- How to complete this task -
Whenever a line in the records below holds the string "DetectResult", copy it out.

--- Exercise data Enclosed Below ---

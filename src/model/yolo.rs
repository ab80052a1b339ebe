// 该文件是 Chewei （车位） 项目的一部分。
// src/model/yolo.rs - YOLOv8 检测头解码与非极大值抑制
//
// 本文件根据 Apache 许可证第 2.0 版（以下简称“许可证”）授权使用；
// 除非遵守该许可证条款，否则您不得使用本文件。
// 您可通过以下网址获取许可证副本：
// http://www.apache.org/licenses/LICENSE-2.0
// 除非适用法律要求或书面同意，根据本许可协议分发的软件均按“原样”提供，
// 不附带任何形式的明示或暗示的保证或条件。
// 有关许可权限与限制的具体条款，请参阅本许可协议。
//
// Copyright (C) 2026 Johann Li <me@qinka.pro>, Wareless Group

use tracing::{debug, error};

use crate::model::{DetectItem, DetectResult, PixelBox};

/// 模型输入尺寸下的候选框
#[derive(Debug, Clone, Copy, PartialEq)]
pub struct Candidate {
  pub score: f32,
  pub class_id: usize,
  /// [x_min, y_min, x_max, y_max]
  pub bbox: [f32; 4],
}

/// 解码 YOLOv8 检测头输出
///
/// 输出布局为 `[1, 4 + num_classes, anchors]`：前四行是以模型输入像素为单位的
/// `cx, cy, w, h`，其后每行是一个类别的分数。`scale` 把模型输入坐标映射回原图。
pub fn decode_head(
  output: &[f32],
  num_classes: usize,
  confidence_threshold: f32,
  scale: (f32, f32),
) -> Vec<Candidate> {
  let rows = 4 + num_classes;
  if num_classes == 0 || output.len() % rows != 0 {
    error!(
      "检测头输出大小不匹配: 长度 {}, 期望为 {} 的整数倍",
      output.len(),
      rows
    );
    return Vec::new();
  }

  let anchors = output.len() / rows;
  let (scale_x, scale_y) = scale;
  let mut candidates = Vec::new();

  for idx in 0..anchors {
    let (score, class_id) = {
      let mut max_score = f32::MIN;
      let mut cls_idx = 0usize;
      for c in 0..num_classes {
        let score = output[(4 + c) * anchors + idx];
        if score > max_score {
          max_score = score;
          cls_idx = c;
        }
      }
      (max_score, cls_idx)
    };

    if !score.is_finite() || score < confidence_threshold {
      continue;
    }

    let cx = output[idx];
    let cy = output[anchors + idx];
    let w = output[2 * anchors + idx];
    let h = output[3 * anchors + idx];

    candidates.push(Candidate {
      score,
      class_id,
      bbox: [
        (cx - w / 2.0) * scale_x,
        (cy - h / 2.0) * scale_y,
        (cx + w / 2.0) * scale_x,
        (cy + h / 2.0) * scale_y,
      ],
    });
  }

  debug!("解码得到 {} 个候选框（共 {} 个锚点）", candidates.len(), anchors);
  candidates
}

/// 非极大值抑制，结果按置信度降序排列
pub fn nms(mut candidates: Vec<Candidate>, overlap_threshold: f32) -> Vec<Candidate> {
  candidates.sort_by(|a, b| b.score.total_cmp(&a.score));

  let mut result: Vec<Candidate> = Vec::with_capacity(candidates.len());
  for candidate in candidates {
    let suppressed = result.iter().any(|kept| {
      kept.class_id == candidate.class_id && iou(&kept.bbox, &candidate.bbox) >= overlap_threshold
    });
    if !suppressed {
      result.push(candidate);
    }
  }

  result
}

/// 计算两个边界框的 IoU
pub fn iou(a: &[f32; 4], b: &[f32; 4]) -> f32 {
  let x1 = a[0].max(b[0]);
  let y1 = a[1].max(b[1]);
  let x2 = a[2].min(b[2]);
  let y2 = a[3].min(b[3]);

  let intersection = (x2 - x1).max(0.0) * (y2 - y1).max(0.0);
  let area_a = (a[2] - a[0]).max(0.0) * (a[3] - a[1]).max(0.0);
  let area_b = (b[2] - b[0]).max(0.0) * (b[3] - b[1]).max(0.0);
  let union = area_a + area_b - intersection;

  if union > 0.0 {
    intersection / union
  } else {
    0.0
  }
}

/// 解码 + 抑制 + 转为像素坐标
pub fn postprocess(
  output: &[f32],
  num_classes: usize,
  confidence_threshold: f32,
  overlap_threshold: f32,
  scale: (f32, f32),
) -> DetectResult {
  let candidates = decode_head(output, num_classes, confidence_threshold, scale);
  let kept = nms(candidates, overlap_threshold);
  debug!("非极大值抑制后保留 {} 个车位", kept.len());

  kept
    .into_iter()
    .map(|c| DetectItem {
      score: c.score,
      bbox: PixelBox::from_xyxy(c.bbox),
    })
    .collect::<Vec<_>>()
    .into()
}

--- End of Enclosed Exercise data ---

- Solution -
use crate::model::{DetectItem, DetectResult, PixelBox};
) -> DetectResult {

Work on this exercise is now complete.